__Exercise aim__
Scan the following material for the string "sqlx" and copy each line in which it appears.

__Information__

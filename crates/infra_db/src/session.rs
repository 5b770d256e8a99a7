//! Scoped transactional sessions
//!
//! A [`Session`] is handed to a caller-supplied unit of work by
//! [`Database::session`] and is always closed before that call returns. The
//! work receives `&mut Session` only, so it cannot keep the session past the
//! scope or close it itself.
//!
//! # Example
//!
//! ```rust,ignore
//! use infra_db::{Database, DatabaseError};
//!
//! database
//!     .session(true, |session| {
//!         Box::pin(async move {
//!             sqlx::query("INSERT INTO categories (id, is_limited) VALUES ($1, false)")
//!                 .bind(id)
//!                 .execute(session.connection().await?)
//!                 .await?;
//!             Ok::<_, DatabaseError>(())
//!         })
//!     })
//!     .await?;
//! ```

use futures::future::BoxFuture;
use futures::FutureExt;
use sqlx::{PgConnection, Postgres, Transaction};
use std::fmt;
use std::panic::{self, AssertUnwindSafe};
use std::sync::atomic::Ordering;
use std::sync::Arc;
use tracing::{error, info};

use crate::error::DatabaseError;
use crate::pool::{Database, DatabasePool, SessionCounters};

/// Lifecycle of a single session
#[derive(Debug, Clone, Copy, PartialEq, Eq)]
pub enum SessionState {
    /// Handed out, no connection taken from the pool yet
    Created,
    /// A transaction is open on a pooled connection
    InUse,
    Committed,
    RolledBack,
    /// Terminal
    Closed,
}

/// Transaction-scoped handle into the pool
///
/// The underlying connection is checked out on the first call to
/// [`Session::connection`] and returned to the pool when the session closes.
pub struct Session {
    pool: DatabasePool,
    transaction: Option<Transaction<'static, Postgres>>,
    state: SessionState,
    counters: Arc<SessionCounters>,
    #[cfg(test)]
    faults: Faults,
}

/// Failures forced onto the next commit or rollback
#[cfg(test)]
#[derive(Debug, Default)]
struct Faults {
    commit: bool,
    rollback: bool,
}

#[cfg(test)]
impl Faults {
    fn take(flag: &mut bool, action: &str) -> Result<(), DatabaseError> {
        if std::mem::take(flag) {
            return Err(DatabaseError::TransactionFailed(format!("{action} failed")));
        }
        Ok(())
    }
}

impl Session {
    fn new(pool: DatabasePool, counters: Arc<SessionCounters>) -> Self {
        counters.opened.fetch_add(1, Ordering::SeqCst);
        Self {
            pool,
            transaction: None,
            state: SessionState::Created,
            counters,
            #[cfg(test)]
            faults: Faults::default(),
        }
    }

    pub fn state(&self) -> SessionState {
        self.state
    }

    /// Connection bound to the session's open transaction
    ///
    /// Begins a transaction on a pooled connection if none is open, waiting
    /// at most the configured pool timeout for one to become available.
    pub async fn connection(&mut self) -> Result<&mut PgConnection, DatabaseError> {
        if self.state == SessionState::Closed {
            return Err(DatabaseError::TransactionFailed("session is closed".to_string()));
        }

        let transaction = match self.transaction.take() {
            Some(transaction) => transaction,
            None => self.pool.begin().await?,
        };
        self.state = SessionState::InUse;

        Ok(&mut **self.transaction.insert(transaction))
    }

    /// Commits the open transaction, if any
    ///
    /// Only a transaction that reached the server is counted in
    /// [`PoolStatus::commits`](crate::PoolStatus::commits).
    pub async fn commit(&mut self) -> Result<(), DatabaseError> {
        #[cfg(test)]
        Faults::take(&mut self.faults.commit, "commit")?;

        if let Some(transaction) = self.transaction.take() {
            transaction
                .commit()
                .await
                .map_err(|e| DatabaseError::TransactionFailed(e.to_string()))?;
            self.counters.committed.fetch_add(1, Ordering::SeqCst);
        }
        self.state = SessionState::Committed;
        Ok(())
    }

    /// Rolls back the open transaction, if any
    pub async fn rollback(&mut self) -> Result<(), DatabaseError> {
        #[cfg(test)]
        Faults::take(&mut self.faults.rollback, "rollback")?;

        if let Some(transaction) = self.transaction.take() {
            transaction
                .rollback()
                .await
                .map_err(|e| DatabaseError::TransactionFailed(e.to_string()))?;
            self.counters.rolled_back.fetch_add(1, Ordering::SeqCst);
        }
        self.state = SessionState::RolledBack;
        Ok(())
    }

    #[cfg(test)]
    fn fail_next_commit(&mut self) {
        self.faults.commit = true;
    }

    #[cfg(test)]
    fn fail_next_rollback(&mut self) {
        self.faults.rollback = true;
    }

    async fn rollback_logged(&mut self) {
        if let Err(e) = self.rollback().await {
            error!(error = %e, "session.rollback_error");
        }
    }

    /// Releases the connection back to the pool
    ///
    /// A transaction still open at this point was never committed and is
    /// rolled back.
    async fn close(mut self) {
        if let Some(transaction) = self.transaction.take() {
            if let Err(e) = transaction.rollback().await {
                error!(error = %e, "session.close_error");
            }
        }
        self.mark_closed();
    }

    fn mark_closed(&mut self) {
        if self.state == SessionState::Closed {
            return;
        }
        self.state = SessionState::Closed;
        self.counters.closed.fetch_add(1, Ordering::SeqCst);
        info!("Session closed.");
    }
}

impl Drop for Session {
    // Reached without `close` only when the scope future is dropped mid-work;
    // sqlx rolls the transaction back when the connection returns to the pool.
    fn drop(&mut self) {
        self.mark_closed();
    }
}

impl fmt::Debug for Session {
    fn fmt(&self, f: &mut fmt::Formatter<'_>) -> fmt::Result {
        f.debug_struct("Session")
            .field("state", &self.state)
            .field("in_transaction", &self.transaction.is_some())
            .finish()
    }
}

impl Database {
    /// Runs `work` with a fresh session and closes it afterwards
    ///
    /// With `commit` set, the session commits once `work` returns `Ok`.
    /// Without it, committing is left to `work` via [`Session::commit`].
    /// If `work` fails, the error is logged, the transaction is rolled back
    /// and the error is returned. A commit failure is rolled back too and
    /// surfaces as `DatabaseError::TransactionFailed`. A panic in `work`
    /// rolls back, closes the session and resumes unwinding.
    ///
    /// # Errors
    ///
    /// Returns `DatabaseError::NotInitialized` (converted into `E`) without
    /// creating a session if the engine has been disposed.
    pub async fn session<T, E, F>(&self, commit: bool, work: F) -> Result<T, E>
    where
        F: for<'s> FnOnce(&'s mut Session) -> BoxFuture<'s, Result<T, E>>,
        E: From<DatabaseError> + fmt::Display,
    {
        if !self.is_open() {
            error!("database_not_initialized");
            return Err(E::from(DatabaseError::NotInitialized));
        }

        info!(commit, "providing session from a connection pool...");
        let mut session = Session::new(self.engine().clone(), Arc::clone(&self.counters));

        let outcome = AssertUnwindSafe(work(&mut session)).catch_unwind().await;

        let result = match outcome {
            Ok(Ok(value)) if commit => match session.commit().await {
                Ok(()) => Ok(value),
                Err(e) => {
                    error!(error = %e, "session.error");
                    session.rollback_logged().await;
                    Err(E::from(e))
                }
            },
            Ok(Ok(value)) => Ok(value),
            Ok(Err(e)) => {
                error!(error = %e, "session.error");
                session.rollback_logged().await;
                Err(e)
            }
            Err(payload) => {
                error!("session.error: unit of work panicked");
                session.rollback_logged().await;
                session.close().await;
                panic::resume_unwind(payload);
            }
        };

        session.close().await;
        result
    }
}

__Response area__
//!             sqlx::query("INSERT INTO categories (id, is_limited) VALUES ($1, false)")
use sqlx::{PgConnection, Postgres, Transaction};
    // sqlx rolls the transaction back when the connection returns to the pool.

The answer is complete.